High Altitude Flight and MRI Brain Lesions

In the past ten years, there have been several studies showing a small but significant increase in white matter brain lesions in professional and other high frequency divers. At least one such study correlated the increase in lesions to the number of accents from depth at over 10 meters per minute. This may implicate nitrogen micro-bubbles due to rapid decompression as a scuba diver ascends quickly as the cause, rather than the more ordinary arteriosclerosis seen with aging in the brain.

This past month, a similar study was published (it had been also announced at the AAN meeting in March 2013). This one was done in Air Force pilots rather than divers. In particular, the study looked at brain MRI scans in U2 spy plane pilots, who use a partially pressurized cabin with supplemental oxygen in a very high altitude, almost space-like low pressure environment during their flights. Once again, an increase in white matter brain lesions not explainable by atherosclerosis was seen. Micro-bubbles forming during the plane's ascent? Probably. Additionally, though there were no discernible cognitive consequences in the diver studies, the affected pilots had a slight decrease in some tests of cognition.

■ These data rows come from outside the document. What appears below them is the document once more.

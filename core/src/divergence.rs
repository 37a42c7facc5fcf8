use std::collections::HashMap;
use std::sync::RwLock;

use serde::{Deserialize, Serialize};

/// A documented deviation between the upstream platform and the canonical
/// Bot-API contract. One variant per issue; wire names are stable keys used
/// in config overrides and logs.
#[derive(Debug, Clone, Copy, PartialEq, Eq, Hash, Serialize, Deserialize)]
#[serde(rename_all = "kebab-case")]
pub enum Divergence {
    /// User display name arrives empty.
    UserEmptyDisplayName,
    /// The `is_bot` flag is missing from user objects.
    UserMissingBotFlag,
    /// All identifiers arrive as strings instead of integers.
    StringIds,
    /// Mention entities arrive with length 0.
    MentionZeroLength,
    /// Private chat ids arrive as a non-numeric handle instead of the
    /// counterpart user's id.
    PrivateChatIdUnusable,
    /// `chat.type` arrives empty.
    ChatMissingKind,
    /// Group chat ids carry a textual prefix instead of a negative integer.
    GroupIdPrefix,
    /// Command messages arrive without entities.
    MissingCommandEntities,
    /// `sendChatAction` is not implemented upstream.
    ChatActionUnsupported,
    /// `editMessageText` is not implemented upstream.
    EditMessageUnsupported,
    /// `answerCallbackQuery` requires an undocumented chat id parameter.
    CallbackNeedsChatContext,
    /// `reply_to_message_id` is rejected on send calls.
    ReplyReferenceUnsupported,
    /// `parse_mode` formatting is rendered verbatim instead of styled.
    FormattingUnsupported,
}

impl Divergence {
    /// Stable key, identical to the serde wire name.
    pub fn as_str(self) -> &'static str {
        match self {
            Self::UserEmptyDisplayName => "user-empty-display-name",
            Self::UserMissingBotFlag => "user-missing-bot-flag",
            Self::StringIds => "string-ids",
            Self::MentionZeroLength => "mention-zero-length",
            Self::PrivateChatIdUnusable => "private-chat-id-unusable",
            Self::ChatMissingKind => "chat-missing-kind",
            Self::GroupIdPrefix => "group-id-prefix",
            Self::MissingCommandEntities => "missing-command-entities",
            Self::ChatActionUnsupported => "chat-action-unsupported",
            Self::EditMessageUnsupported => "edit-message-unsupported",
            Self::CallbackNeedsChatContext => "callback-needs-chat-context",
            Self::ReplyReferenceUnsupported => "reply-reference-unsupported",
            Self::FormattingUnsupported => "formatting-unsupported",
        }
    }

    /// Parse a stable key back into a variant.
    pub fn parse(key: &str) -> Option<Self> {
        CATALOG.iter().map(|r| r.id).find(|d| d.as_str() == key)
    }
}

impl std::fmt::Display for Divergence {
    fn fmt(&self, f: &mut std::fmt::Formatter<'_>) -> std::fmt::Result {
        f.write_str(self.as_str())
    }
}

/// How badly the divergence breaks a conforming client when left uncorrected.
#[derive(Debug, Clone, Copy, PartialEq, Eq, Serialize, Deserialize)]
#[serde(rename_all = "snake_case")]
pub enum Severity {
    /// Routing or delivery breaks outright.
    Blocking,
    /// Functionality is lost but messages still flow.
    Degrading,
    /// Visible polish only.
    Cosmetic,
}

/// Upstream state of a divergence. Transitions happen only through an
/// explicit override (config or [`DivergenceRegistry::set_status`]), never
/// by sniffing a single payload: one correct payload proves nothing.
#[derive(Debug, Clone, Copy, PartialEq, Eq, Serialize, Deserialize)]
#[serde(rename_all = "kebab-case")]
pub enum DivergenceStatus {
    Unfixed,
    FixedObserved,
}

/// One catalog entry.
#[derive(Debug, Clone, Copy, PartialEq, Eq, Serialize, Deserialize)]
pub struct DivergenceRecord {
    pub id: Divergence,
    pub severity: Severity,
    pub status: DivergenceStatus,
    /// Whether corrective logic keeps running (silently) after the upstream
    /// fix is observed.
    pub defensive: bool,
}

const fn record(
    id: Divergence,
    severity: Severity,
    status: DivergenceStatus,
    defensive: bool,
) -> DivergenceRecord {
    DivergenceRecord {
        id,
        severity,
        status,
        defensive,
    }
}

/// The static catalog. Initial statuses reflect the platform's last
/// published fix report; everything after that goes through overrides.
const CATALOG: &[DivergenceRecord] = &[
    record(
        Divergence::UserEmptyDisplayName,
        Severity::Degrading,
        DivergenceStatus::FixedObserved,
        true,
    ),
    record(
        Divergence::UserMissingBotFlag,
        Severity::Degrading,
        DivergenceStatus::FixedObserved,
        true,
    ),
    record(
        Divergence::StringIds,
        Severity::Blocking,
        DivergenceStatus::Unfixed,
        true,
    ),
    record(
        Divergence::MentionZeroLength,
        Severity::Degrading,
        DivergenceStatus::Unfixed,
        true,
    ),
    record(
        Divergence::PrivateChatIdUnusable,
        Severity::Blocking,
        DivergenceStatus::FixedObserved,
        true,
    ),
    record(
        Divergence::ChatMissingKind,
        Severity::Degrading,
        DivergenceStatus::FixedObserved,
        true,
    ),
    record(
        Divergence::GroupIdPrefix,
        Severity::Blocking,
        DivergenceStatus::Unfixed,
        true,
    ),
    record(
        Divergence::MissingCommandEntities,
        Severity::Degrading,
        DivergenceStatus::FixedObserved,
        true,
    ),
    record(
        Divergence::ChatActionUnsupported,
        Severity::Cosmetic,
        DivergenceStatus::Unfixed,
        true,
    ),
    record(
        Divergence::EditMessageUnsupported,
        Severity::Degrading,
        DivergenceStatus::Unfixed,
        true,
    ),
    record(
        Divergence::CallbackNeedsChatContext,
        Severity::Degrading,
        DivergenceStatus::Unfixed,
        true,
    ),
    record(
        Divergence::ReplyReferenceUnsupported,
        Severity::Degrading,
        DivergenceStatus::Unfixed,
        true,
    ),
    record(
        Divergence::FormattingUnsupported,
        Severity::Cosmetic,
        DivergenceStatus::Unfixed,
        true,
    ),
];

/// Registry of divergence records. Built once from the catalog; statuses are
/// readable at call time and mutable only through the explicit override
/// surface. Status writes are visible to the next call, which is what lets a
/// correction downgrade to a defensive no-op with no code change elsewhere.
#[derive(Debug)]
pub struct DivergenceRegistry {
    records: HashMap<Divergence, DivergenceRecord>,
    statuses: RwLock<HashMap<Divergence, DivergenceStatus>>,
}

impl DivergenceRegistry {
    pub fn new() -> Self {
        let records: HashMap<_, _> = CATALOG.iter().map(|r| (r.id, *r)).collect();
        let statuses = records.iter().map(|(id, r)| (*id, r.status)).collect();
        Self {
            records,
            statuses: RwLock::new(statuses),
        }
    }

    /// Current upstream status.
    pub fn status(&self, id: Divergence) -> DivergenceStatus {
        self.statuses
            .read()
            .unwrap_or_else(|e| e.into_inner())
            .get(&id)
            .copied()
            .unwrap_or(DivergenceStatus::Unfixed)
    }

    pub fn defensive(&self, id: Divergence) -> bool {
        self.records.get(&id).map(|r| r.defensive).unwrap_or(false)
    }

    pub fn severity(&self, id: Divergence) -> Severity {
        self.records
            .get(&id)
            .map(|r| r.severity)
            .unwrap_or(Severity::Degrading)
    }

    /// Whether corrective logic should run at all: either the divergence is
    /// still unfixed, or it is fixed but the record keeps the correction
    /// around defensively.
    pub fn correction_active(&self, id: Divergence) -> bool {
        self.status(id) == DivergenceStatus::Unfixed || self.defensive(id)
    }

    /// Whether a correction should be logged at operational severity. Fixed
    /// divergences log at debug so a defensive correction stops paging
    /// anyone.
    pub fn log_loudly(&self, id: Divergence) -> bool {
        self.status(id) == DivergenceStatus::Unfixed
    }

    /// Explicit status override. This is the reviewed-change surface; the
    /// registry never flips a status on its own.
    pub fn set_status(&self, id: Divergence, status: DivergenceStatus) {
        self.statuses
            .write()
            .unwrap_or_else(|e| e.into_inner())
            .insert(id, status);
    }

    /// Apply a batch of overrides (typically from config at startup).
    pub fn apply_overrides<I>(&self, overrides: I)
    where
        I: IntoIterator<Item = (Divergence, DivergenceStatus)>,
    {
        for (id, status) in overrides {
            self.set_status(id, status);
        }
    }

    /// Snapshot of the current records with live statuses, for diagnostics.
    pub fn snapshot(&self) -> Vec<DivergenceRecord> {
        let statuses = self.statuses.read().unwrap_or_else(|e| e.into_inner());
        let mut out: Vec<_> = self
            .records
            .values()
            .map(|r| DivergenceRecord {
                status: statuses.get(&r.id).copied().unwrap_or(r.status),
                ..*r
            })
            .collect();
        out.sort_by_key(|r| r.id.as_str());
        out
    }
}

impl Default for DivergenceRegistry {
    fn default() -> Self {
        Self::new()
    }
}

Although there had been a theory that venous bubbles forming in the body outside the head were being shunted through an atrial defect in the heart on the way to the brain, such as via a patent ductus arteriosus, recent studies have not shown that patent ductus arteriosus or atrial septal defect correlated with these lesions in divers as much as those rapid ascents do.

So, whenever possible, always ascend slowly when coming up from a dive, folks.



White matter hyperintensities on MRI in high-altitude U-2 pilots

Authors: Stephen McGuire, MD, Paul Sherman, MD, Leonardo Profenna, MD, MPH, Patrick Grogan, MD, John Sladky, MD, Anthony Brown, MD, Andrew Robinson, MD, Laura Rowland, PhD, Elliot Hong, MD, Beenish Patel, BS, David Tate, PhD, Elaine S. Kawano, BA, Peter Fox, MD and Peter Kochunov, PhD

doi: 10.1212/WNL.0b013e3182a1ab12

Neurology August 20, 2013 vol. 81 no. 8 729-735

Objective: To demonstrate that U-2 pilot occupational exposure to hypobaria leads to increased incidence of white matter hyperintensities (WMH) with a more uniform distribution throughout the brain irrespective of clinical neurologic decompression sickness history.

Methods: We evaluated imaging findings in 102 U-2 pilots and 91 controls matched for age, health, and education levels. Three-dimensional, T2-weighted, high-resolution (1-mm isotropic) imaging data were collected using fluid-attenuated inversion recovery sequence on a 3-tesla MRI scanner. Whole-brain and regional WMH volume and number were compared between groups using a 2-tailed Wilcoxon rank sum test.

Results: U-2 pilots demonstrated an increase in volume (394%; p = 0.004) and number (295%; p < 0.001) of WMH. Analysis of regional distribution demonstrated WMH more uniformly distributed throughout the brain in U-2 pilots compared with mainly frontal distribution in controls.

Conclusion: Pilots with occupational exposure to hypobaria showed a significant increase in WMH lesion volume and number. Unlike the healthy controls with predominantly WMH in the frontal white matter, WMH in pilots were more uniformly distributed throughout the brain. This is consistent with our hypothesized pattern of damage produced by interaction between microemboli and cerebral tissue, leading to thrombosis, coagulation, inflammation, and/or activation of innate immune response, although further studies will be necessary to clarify the pathologic mechanisms responsible.